Christie, Ravensdown’s general manager of strategic development, said doing this had come as quite a blow, given the amount the company and the government had invested in the product.
It was particularly unfortunate for Ravensdown that was no international Codex standard for it.
He suspected the situation arose because DCD was a widely known and tested chemical, whereas newer compounds had been routinely classified under the Codex system.
Being off that list was problematic.
“With no Codex standard, that means there is no detection permissible in some countries around the world,” he said.
“So that really leads us into a technicality.
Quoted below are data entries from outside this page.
//! Digit-pair literals used to keep symmetric key material out of plain sight.
//! Every two decimal digits encode one code point, so `"6567"` reads as `"AC"`.
//! This is obfuscation only; the decoded values are still compiled in.

use thiserror::Error;

#[derive(Debug, Error, PartialEq, Eq)]
pub enum LiteralError {
    #[error("literal length {0} is odd; expected digit pairs")]
    OddLength(usize),
    #[error("non-digit pair {pair:?} at offset {offset}")]
    NonDigit { offset: usize, pair: String },
    #[error("character {0:?} has a code point above 99 and cannot be encoded")]
    Unencodable(char),
}

/// Decodes a digit-pair literal into the string it hides.
pub fn decode_literal(literal: &str) -> Result<String, LiteralError> {
    let bytes = literal.as_bytes();
    if bytes.len() % 2 != 0 {
        return Err(LiteralError::OddLength(bytes.len()));
    }

    let mut decoded = String::with_capacity(bytes.len() / 2);
    for (index, pair) in bytes.chunks_exact(2).enumerate() {
        let offset = index * 2;
        if !pair.iter().all(u8::is_ascii_digit) {
            return Err(LiteralError::NonDigit {
                offset,
                pair: String::from_utf8_lossy(pair).into_owned(),
            });
        }
        let code_point = (pair[0] - b'0') * 10 + (pair[1] - b'0');
        decoded.push(char::from(code_point));
    }
    Ok(decoded)
}

/// Inverse of [`decode_literal`] for text made only of code points below 100.
pub fn encode_literal(text: &str) -> Result<String, LiteralError> {
    let mut encoded = String::with_capacity(text.len() * 2);
    for ch in text.chars() {
        let code_point = u32::from(ch);
        if code_point > 99 {
            return Err(LiteralError::Unencodable(ch));
        }
        encoded.push_str(&format!("{code_point:02}"));
    }
    Ok(encoded)
}
//! Command-line front end for the envelope codec. It only wraps library calls;
//! sending the request is left to whatever transport the caller uses.

use std::path::PathBuf;
use std::process::ExitCode;

use clap::{Parser, Subcommand};
use envelope_codec::crypto::literal::{decode_literal, encode_literal, LiteralError};
use envelope_codec::nonce::new_request_id_with;
use envelope_codec::{Codec, CodecConfig, CodecError, RequestOptions};
use thiserror::Error;
use tracing_subscriber::EnvFilter;

#[derive(Debug, Error)]
enum AppError {
    #[error(transparent)]
    Codec(#[from] CodecError),
    #[error("literal error: {0}")]
    Literal(#[from] LiteralError),
    #[error("output serialization failed: {0}")]
    Output(#[from] serde_json::Error),
}

#[derive(Debug, Parser)]
#[command(name = "envelope-codec", version, about = "Sign, encrypt and decrypt service payloads")]
struct Cli {
    /// JSON file overriding the compiled-in key material and options.
    #[arg(long, global = true)]
    config: Option<PathBuf>,

    #[command(subcommand)]
    command: Command,
}

#[derive(Debug, Subcommand)]
enum Command {
    /// Build a signed, encrypted request envelope and print it as JSON.
    Sign {
        /// Query-string payload such as `page=1&limit=50`.
        #[arg(long)]
        data: Option<String>,
    },
    /// Decrypt a base64 response payload.
    Decrypt { ciphertext: String },
    /// Decode a digit-pair literal.
    DecodeLiteral { literal: String },
    /// Encode text as a digit-pair literal.
    EncodeLiteral { text: String },
    /// Print a fresh request id.
    RequestId,
}

fn load_config(path: Option<&PathBuf>) -> Result<CodecConfig, CodecError> {
    match path {
        Some(path) => Ok(CodecConfig::load(path)?),
        None => Ok(CodecConfig::default()),
    }
}

fn run(cli: Cli) -> Result<String, AppError> {
    let config = load_config(cli.config.as_ref())?;
    match cli.command {
        Command::Sign { data } => {
            let codec = Codec::new(&config)?;
            let options = RequestOptions {
                data,
                ..RequestOptions::default()
            };
            let envelope = codec.build_envelope(&options)?;
            Ok(serde_json::to_string_pretty(&envelope)?)
        }
        Command::Decrypt { ciphertext } => {
            let codec = Codec::new(&config)?;
            Ok(codec.decrypt(&ciphertext)?)
        }
        Command::DecodeLiteral { literal } => Ok(decode_literal(&literal)?),
        Command::EncodeLiteral { text } => Ok(encode_literal(&text)?),
        Command::RequestId => Ok(new_request_id_with(&mut rand::thread_rng(), config.nonce_variant)),
    }
}

fn main() -> ExitCode {
    tracing_subscriber::fmt()
        .with_env_filter(EnvFilter::try_from_default_env().unwrap_or_else(|_| EnvFilter::new("warn")))
        .with_writer(std::io::stderr)
        .init();

    match run(Cli::parse()) {
        Ok(output) => {
            println!("{output}");
            ExitCode::SUCCESS
        }
        Err(err) => {
            eprintln!("{err}");
            ExitCode::FAILURE
        }
    }
}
With no detection permissible, there’s a trade risk if anything is detected in the milk.”
Back-grounding the breach, Christie said the nitrogen content of the DCD had led to it being classified as a “potential adulterant to milk if it was added indirectly”.
The United States Food and Drug Authority had reacted by putting DCD on a list of chemicals it could scan for at low detection levels, down to two parts per billion.
Despite it being detectable, DCD was safe, biodegradable and didn’t leave residue in the soil, Christie said.
The latter characteristic explained why eco-n had to be applied in autumn and spring in order to do its job in winter.
For that reason there was no food safety concern, he said.
“To give you some perspective on safety, LD50 is a kind of terminology used to rank the safety of food and chemicals, and DCD sits there as 10 times safer than table salt and has a similar LD50 to sugar.
“It certainly cannot be described as toxic.”
The most likely avenue for resolving DCD’s Codex problem was the World Health Organisation, Christie said.